Both of the winning candidates defeated Democrats who had campaigned against the use of public monies for private schools.
In New Jersey, Christine Todd Whitman, a former county freeholder and a member of a prominent family, narrowly defeated the Democratic incumbent, Gov. James J. Florio.
In Virginia, former U.S. Rep. George F. Allen overcame a strong early advantage for former State Attorney General Mary Sue Terry to win by a sound margin.
In the Old Dominion's contest for lieutenant governor, however, the incumbent Democrat, Donald S. Beyer, defeated Michael P. Farris, a conservative Christian activist who served for several years as the president of the Home School Legal Defense Association.
An ally of the Revs. Pat Robertson and Jerry Falwell, Mr. Farris advocated school vouchers and tax credits for home schooling.
Mr. Allen will take office with an increased number of Republicans in the legislature, although short of a majority.
His education agenda is likely to include more student assessments and the privatization of custodial, transportation, and similar school services.
Mrs. Whitman, on the other hand, will have the support of G.O.P. majorities in both legislative chambers.
In calling for school vouchers, both Mr. Allen and Mrs. Whitman set restrictions on their coverage.
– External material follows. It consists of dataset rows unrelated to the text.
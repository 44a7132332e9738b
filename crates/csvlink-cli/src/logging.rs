//! Logging setup using `tracing` and `tracing-subscriber`.
//!
//! Log output goes to stderr (or a file) so it never interleaves with the
//! interactive disambiguation prompts, which also live on stderr but are
//! written directly.

use std::fs::OpenOptions;
use std::io;
use std::path::PathBuf;
use std::sync::Mutex;

use tracing::level_filters::LevelFilter;
use tracing_subscriber::{
    EnvFilter, fmt, layer::SubscriberExt, util::SubscriberInitExt,
};

/// Log output format.
#[derive(Debug, Clone, Copy, Default, PartialEq, Eq)]
pub enum LogFormat {
    #[default]
    Pretty,
    Compact,
    Json,
}

/// Configuration for logging behavior.
#[derive(Debug, Clone)]
pub struct LogConfig {
    pub level: LevelFilter,
    pub format: LogFormat,
    pub with_ansi: bool,
    /// When set, logs are appended to this file instead of stderr.
    pub log_file: Option<PathBuf>,
}

impl Default for LogConfig {
    fn default() -> Self {
        Self {
            level: LevelFilter::WARN,
            format: LogFormat::default(),
            with_ansi: true,
            log_file: None,
        }
    }
}

/// Initialize the global tracing subscriber. Call once at startup.
///
/// # Errors
///
/// Returns an error if the log file cannot be opened.
pub fn init_logging(config: &LogConfig) -> io::Result<()> {
    let filter = build_env_filter(config.level);
    match &config.log_file {
        Some(path) => {
            let file = OpenOptions::new().create(true).append(true).open(path)?;
            init_with_writer(config, filter, Mutex::new(file), false);
        }
        None => init_with_writer(config, filter, io::stderr, config.with_ansi),
    }
    Ok(())
}

fn init_with_writer<W>(config: &LogConfig, filter: EnvFilter, writer: W, ansi: bool)
where
    W: for<'writer> fmt::MakeWriter<'writer> + Send + Sync + 'static,
{
    match config.format {
        LogFormat::Json => {
            let layer = fmt::layer().json().with_writer(writer).with_target(false);
            tracing_subscriber::registry()
                .with(filter)
                .with(layer)
                .init();
        }
        LogFormat::Compact => {
            let layer = fmt::layer()
                .compact()
                .with_writer(writer)
                .with_ansi(ansi)
                .with_target(false)
                .without_time();
            tracing_subscriber::registry()
                .with(filter)
                .with(layer)
                .init();
        }
        LogFormat::Pretty => {
            let layer = fmt::layer()
                .with_writer(writer)
                .with_ansi(ansi)
                .with_target(false)
                .without_time();
            tracing_subscriber::registry()
                .with(filter)
                .with(layer)
                .init();
        }
    }
}

/// Build an `EnvFilter` from the given level; `RUST_LOG` overrides it.
fn build_env_filter(level: LevelFilter) -> EnvFilter {
    EnvFilter::try_from_default_env().unwrap_or_else(|_| {
        EnvFilter::new(format!(
            "{level},csvlink_cli={level},csvlink_core={level},\
             csvlink_ingest={level},csvlink_model={level}"
        ))
    })
}
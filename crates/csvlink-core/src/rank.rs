//! Candidate scoring and tiering for one source value.

use crate::distance::distance;

/// A target row paired with its distance from the source value.
#[derive(Debug, Clone, PartialEq, Eq)]
pub struct Candidate {
    pub row: usize,
    pub distance: usize,
}

/// What the tier policy decided for one source value.
#[derive(Debug, Clone, PartialEq, Eq)]
pub enum RankOutcome {
    /// A single acceptable candidate; select it without asking.
    Auto(Candidate),
    /// More than one acceptable candidate; a human must pick one.
    /// For an ambiguous exact tier every candidate has distance 0; for the
    /// near tier the list is sorted by ascending distance (stable for ties)
    /// and capped.
    Ambiguous(Vec<Candidate>),
    /// Nothing within the near threshold.
    NoMatch,
}

/// Score `source_norm` against every target value and apply the tier
/// policy:
///
/// 1. one exact (distance 0) candidate → auto-select;
/// 2. several exact candidates → disambiguate over the exact tier;
/// 3. no exact, one near (distance ≤ `threshold`) → auto-select;
/// 4. no exact, several near → disambiguate over the sorted, capped near
///    tier;
/// 5. both tiers empty → no match.
pub fn rank(source_norm: &str, target_norms: &[String], threshold: usize, cap: usize) -> RankOutcome {
    let mut exact = Vec::new();
    let mut near = Vec::new();
    for (row, norm) in target_norms.iter().enumerate() {
        let d = distance(source_norm, norm);
        if d == 0 {
            exact.push(Candidate { row, distance: 0 });
        } else if d <= threshold {
            near.push(Candidate { row, distance: d });
        }
    }
    if exact.len() == 1 {
        return RankOutcome::Auto(exact.remove(0));
    }
    if exact.len() > 1 {
        return RankOutcome::Ambiguous(exact);
    }
    match near.len() {
        0 => RankOutcome::NoMatch,
        1 => RankOutcome::Auto(near.remove(0)),
        _ => {
            // Stable: equal distances keep original target order.
            near.sort_by_key(|candidate| candidate.distance);
            near.truncate(cap);
            RankOutcome::Ambiguous(near)
        }
    }
}
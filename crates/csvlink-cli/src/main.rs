//! csvlink CLI.

use clap::{ColorChoice, Parser};
use std::io::{self, IsTerminal};

mod cli;
mod commands;
mod logging;
mod prompt;
mod summary;

use crate::cli::{Cli, Command, LogFormatArg};
use crate::commands::{run_columns, run_link};
use crate::logging::{LogConfig, LogFormat, init_logging};
use crate::summary::print_summary;

fn main() {
    let cli = Cli::parse();
    cli.color.write_global();
    let log_config = log_config_from_cli(&cli);
    if let Err(error) = init_logging(&log_config) {
        eprintln!("error: failed to initialize logging: {error}");
        std::process::exit(1);
    }
    let exit_code = match cli.command {
        Command::Link(args) => match run_link(&args) {
            Ok(stats) => {
                print_summary(&stats, &args.output);
                0
            }
            Err(error) => {
                eprintln!("error: {error:#}");
                1
            }
        },
        Command::Columns(args) => match run_columns(&args) {
            Ok(()) => 0,
            Err(error) => {
                eprintln!("error: {error:#}");
                1
            }
        },
    };
    std::process::exit(exit_code);
}

/// Build logging configuration from CLI flags.
fn log_config_from_cli(cli: &Cli) -> LogConfig {
    let mut config = LogConfig {
        level: cli.verbosity.tracing_level_filter(),
        ..LogConfig::default()
    };
    config.format = match cli.log_format {
        LogFormatArg::Pretty => LogFormat::Pretty,
        LogFormatArg::Compact => LogFormat::Compact,
        LogFormatArg::Json => LogFormat::Json,
    };
    config.log_file = cli.log_file.clone();
    config.with_ansi = match cli.color.color {
        ColorChoice::Always => true,
        ColorChoice::Never => false,
        ColorChoice::Auto => cli.log_file.is_none() && io::stderr().is_terminal(),
    };
    config
}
Mr. Allen's platform called for giving vouchers to children from low-income families.
Under Mrs. Whitman's plan, vouchers would be used on a pilot basis only, specifically in Jersey City, where the mayor has been pushing the concept, and possibly in other poor urban districts.
Equity Push Seen Threatened
At greater stake in New Jersey, analysts suggest, is the quest for equalized funding for education.
Mrs. Whitman vowed during the campaign to cut income taxes by 30 percent over three years.
The G.O.P. candidate also argued that the state would be able, by shifting money from other programs, to comply with a New Jersey Supreme Court mandate to provide increased funds to poor school districts. But others expressed skepticism that both goals could be achieved.
Her tax-cut plan "risks pushing support for education back to the local level,'' said William Firestone, the director of the Center for Educational Policy Analysis in New Jersey at Rutgers University.
"The more you throw support for education back to the local level,'' Mr. Firestone pointed out, "the more difficult it is going to be to equalize expenditures for education.''
Mrs. Whitman's victory stunned observers. Throughout the campaign, public-opinion polls showed Mr. Florio as the clear front-runner, although in the final days of the campaign his lead narrowed somewhat. (See Education Week, Oct. 27, 1993.)
Haunting Governor Florio, however, was lingering voter resentment over a record tax increase he pushed through the legislature in 1990, about half of which went to pay for education.
In the last weeks, Mrs. Whitman changed the tone of her campaign to accentuate her own positive qualities, rather than dwelling on her opponent's shortcomings, observed Ken Dautrich, the associate director of the Eagleton Poll.
"What people were looking for in this election was a reason to vote for Whitman,'' Mr. Dautrich said.